▶ YOUR OBJECTIVE
Below are some records. Reproduce them exactly from their first line through the line with "use std::io::Write;", inclusive.

%%

//! Integration tests for the `skydo` binary.
//!
//! Each test points skydo at a temp directory through a config file, runs
//! it as a subprocess (feeding the shell a script on stdin where needed),
//! and checks stdout, stderr, and the files left behind.

use std::fs;
use std::io::Write;
use std::path::{Path, PathBuf};
use std::process::{Command, Stdio};

/// Get the path to the built `skydo` binary.
fn skydo_bin() -> PathBuf {
    PathBuf::from(env!("CARGO_BIN_EXE_skydo"))
}

/// Write a config keeping every skydo file under `root`.
fn create_config(root: &Path) -> PathBuf {
    let config = root.join("config.toml");
    fs::write(
        &config,
        format!(
            r#"[paths]
save_file = "{root}/lists.save"
cache_dir = "{root}/cache"

[store]
dir = "{root}/store"

[display]
window = 5
"#,
            root = root.display()
        ),
    )
    .unwrap();
    config
}

/// Run `skydo` with `args` and `stdin`, returning (stdout, stderr, success).
fn run_skydo(root: &Path, args: &[&str], stdin: &str) -> (String, String, bool) {
    let config = root.join("config.toml");
    let mut child = Command::new(skydo_bin())
        .arg("--config")
        .arg(&config)
        .args(args)
        .env("HOME", root)
        .env("XDG_CONFIG_HOME", root)
        .env_remove("RUST_LOG")
        .stdin(Stdio::piped())
        .stdout(Stdio::piped())
        .stderr(Stdio::piped())
        .spawn()
        .expect("failed to run skydo");

    child
        .stdin
        .take()
        .unwrap()
        .write_all(stdin.as_bytes())
        .unwrap();
    let output = child.wait_with_output().unwrap();

    let stdout = String::from_utf8_lossy(&output.stdout).to_string();
    let stderr = String::from_utf8_lossy(&output.stderr).to_string();
    (stdout, stderr, output.status.success())
}

/// Run `skydo` expecting success, return stdout.
fn run_skydo_ok(root: &Path, args: &[&str], stdin: &str) -> String {
    let (stdout, stderr, success) = run_skydo(root, args, stdin);
    if !success {
        panic!(
            "skydo {:?} failed:\nstdout: {}\nstderr: {}",
            args, stdout, stderr
        );
    }
    stdout
}

/// Create and save a list named Groceries with three entries.
fn create_groceries(root: &Path) -> String {
    run_skydo_ok(
        root,
        &[],
        "Groceries\nadd milk\nadd eggs\nadd bread\nsave\nquit\n",
    )
}

fn skylink_of(root: &Path, name: &str) -> String {
    run_skydo_ok(root, &["share", name], "").trim().to_string()
}

// ---------------------------------------------------------------------------
// Shell
// ---------------------------------------------------------------------------

#[test]
fn test_first_run_creates_and_saves() {
    let tmp = tempfile::TempDir::new().unwrap();
    create_config(tmp.path());

    let out = create_groceries(tmp.path());
    assert!(out.contains("Welcome to skydo"));
    assert!(out.contains("No lists exist yet. Name your first list: "));
    assert!(out.contains("*> "));
    assert!(out.contains("uploaded 'Groceries': "));
    assert!(!out.contains("Quit with unsaved changes"));

    let skylink = skylink_of(tmp.path(), "Groceries");
    assert_eq!(skylink.len(), 64);

    let save = fs::read_to_string(tmp.path().join("lists.save")).unwrap();
    assert_eq!(save, format!("0\nGroceries\x0c{}", skylink));

    let blob = tmp.path().join("store").join(&skylink[..2]).join(&skylink);
    assert_eq!(fs::read_to_string(blob).unwrap(), "Groceries\nmilk\neggs\nbread");
    assert_eq!(
        fs::read_to_string(tmp.path().join("cache/Groceries")).unwrap(),
        "Groceries\nmilk\neggs\nbread"
    );
}

#[test]
fn test_second_run_reloads_lists() {
    let tmp = tempfile::TempDir::new().unwrap();
    create_config(tmp.path());
    create_groceries(tmp.path());

    let out = run_skydo_ok(tmp.path(), &[], "move 0 2\nls\nquit\nn\nquit\ny\n");
    assert!(!out.contains("No lists exist yet"));
    assert!(out.contains("0:  milk"));
    assert!(out.contains("0:  eggs\n1:  bread\n2:  milk"));
    assert!(out.contains("Quit with unsaved changes (y/N)? "));

    // Quitting without saving keeps the published copy
    let show = run_skydo_ok(tmp.path(), &["show", "Groceries"], "");
    assert!(show.contains("0:  milk\n1:  eggs\n2:  bread"));
}

#[test]
fn test_shell_errors_do_not_exit() {
    let tmp = tempfile::TempDir::new().unwrap();
    create_config(tmp.path());
    create_groceries(tmp.path());

    let out = run_skydo_ok(
        tmp.path(),
        &[],
        "delete 7\ninsert 3 jam\nnew Groceries\nadd ok\nquit\ny\n",
    );
    assert!(out.contains("error: cannot delete from position 7 (list has 3 entries)"));
    assert!(out.contains("error: cannot insert at position 3 (list has 3 entries)"));
    assert!(out.contains("error: a list named 'Groceries' already exists"));
    assert!(out.contains("3:  ok"));
}

#[test]
fn test_load_shared_list_from_another_home() {
    let alice = tempfile::TempDir::new().unwrap();
    create_config(alice.path());
    create_groceries(alice.path());
    let skylink = skylink_of(alice.path(), "Groceries");

    // Bob shares Alice's store but has his own save file
    let bob = tempfile::TempDir::new().unwrap();
    fs::write(
        bob.path().join("config.toml"),
        format!(
            "[paths]\nsave_file = \"{bob}/lists.save\"\ncache_dir = \"{bob}/cache\"\n\n[store]\ndir = \"{alice}/store\"\n",
            bob = bob.path().display(),
            alice = alice.path().display()
        ),
    )
    .unwrap();

    let out = run_skydo_ok(
        bob.path(),
        &[],
        &format!("Chores\nload {}\nall\nsave\nquit\n", skylink),
    );
    assert!(out.contains("1:  eggs"));
    assert!(out.contains("-  Groceries"));
    assert!(out.contains("-* Chores"));

    let lists = run_skydo_ok(bob.path(), &["lists"], "");
    assert!(lists.contains("-  Chores"));
    assert!(lists.contains("-  Groceries"));
    assert_eq!(skylink_of(bob.path(), "Groceries"), skylink);
}

// ---------------------------------------------------------------------------
// Subcommands
// ---------------------------------------------------------------------------

#[test]
fn test_lists_without_save_file() {
    let tmp = tempfile::TempDir::new().unwrap();
    create_config(tmp.path());
    let out = run_skydo_ok(tmp.path(), &["lists"], "");
    assert!(out.contains("No lists yet"));
}

#[test]
fn test_json_output() {
    let tmp = tempfile::TempDir::new().unwrap();
    create_config(tmp.path());
    create_groceries(tmp.path());

    let out = run_skydo_ok(tmp.path(), &["lists", "--json"], "");
    let lists: serde_json::Value = serde_json::from_str(&out).unwrap();
    assert_eq!(lists[0]["name"], "Groceries");
    assert_eq!(lists[0]["saved"], true);
    assert_eq!(lists[0]["entries"], 3);
    assert_eq!(lists[0]["current"], true);

    let out = run_skydo_ok(tmp.path(), &["--json", "show", "Groceries"], "");
    let list: serde_json::Value = serde_json::from_str(&out).unwrap();
    assert_eq!(list["entries"], serde_json::json!(["milk", "eggs", "bread"]));

    let out = run_skydo_ok(tmp.path(), &["--json", "share", "Groceries"], "");
    let share: serde_json::Value = serde_json::from_str(&out).unwrap();
    assert_eq!(share["current"], true);
    assert_eq!(share["skylink"].as_str().unwrap().len(), 64);
}

#[test]
fn test_show_unknown_list_fails() {
    let tmp = tempfile::TempDir::new().unwrap();
    create_config(tmp.path());
    create_groceries(tmp.path());

    let (_, stderr, success) = run_skydo(tmp.path(), &["show", "Nope"], "");
    assert!(!success);
    assert!(stderr.contains("error: no list named 'Nope'"));
}

#[test]
fn test_unpublished_list_has_no_skylink() {
    let tmp = tempfile::TempDir::new().unwrap();
    create_config(tmp.path());
    fs::write(tmp.path().join("lists.save"), "0\nDraft\x0c").unwrap();

    let out = run_skydo_ok(tmp.path(), &["share", "Draft"], "");
    assert!(out.contains("skylink doesn't exist (try saving first)"));
    let out = run_skydo_ok(tmp.path(), &["show", "Draft"], "");
    assert!(out.contains("(The list is empty)"));
}

// ---------------------------------------------------------------------------
// Failure handling
// ---------------------------------------------------------------------------

#[test]
fn test_malformed_save_file_is_backed_up() {
    let tmp = tempfile::TempDir::new().unwrap();
    create_config(tmp.path());
    fs::write(tmp.path().join("lists.save"), "3\nOnly\x0c").unwrap();

    let (stdout, stderr, success) = run_skydo(tmp.path(), &[], "");
    assert!(success);
    assert!(stdout.contains("No lists exist yet"));
    assert!(stderr.contains("current index 3 but only 1 lists"));
    assert_eq!(
        fs::read_to_string(tmp.path().join("lists.save.bak")).unwrap(),
        "3\nOnly\x0c"
    );
}

#[test]
fn test_queries_report_malformed_save_file() {
    let tmp = tempfile::TempDir::new().unwrap();
    create_config(tmp.path());
    fs::write(tmp.path().join("lists.save"), "3\nOnly\x0c").unwrap();

    for args in [&["lists"][..], &["show", "Only"], &["share", "Only"]] {
        let (stdout, stderr, success) = run_skydo(tmp.path(), args, "");
        assert!(!success, "{:?} should fail", args);
        assert!(stdout.is_empty());
        assert!(stderr.contains(
            "error: malformed save file: current index 3 but only 1 lists"
        ));
    }
    assert!(!tmp.path().join("lists.save.bak").exists());
    assert_eq!(
        fs::read_to_string(tmp.path().join("lists.save")).unwrap(),
        "3\nOnly\x0c"
    );
}

#[test]
fn test_missing_blob_aborts_startup() {
    let tmp = tempfile::TempDir::new().unwrap();
    create_config(tmp.path());
    let missing = "ab".repeat(32);
    fs::write(
        tmp.path().join("lists.save"),
        format!("0\nGone\x0c{}", missing),
    )
    .unwrap();

    let (_, stderr, success) = run_skydo(tmp.path(), &[], "quit\n");
    assert!(!success);
    assert!(stderr.contains(&format!("error: could not fetch {}", missing)));
    // The save file is left alone
    assert_eq!(
        fs::read_to_string(tmp.path().join("lists.save")).unwrap(),
        format!("0\nGone\x0c{}", missing)
    );
}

%%

▶ OUTPUT BELOW
//! Integration tests for the `skydo` binary.
//!
//! Each test points skydo at a temp directory through a config file, runs
//! it as a subprocess (feeding the shell a script on stdin where needed),
//! and checks stdout, stderr, and the files left behind.

use std::fs;
use std::io::Write;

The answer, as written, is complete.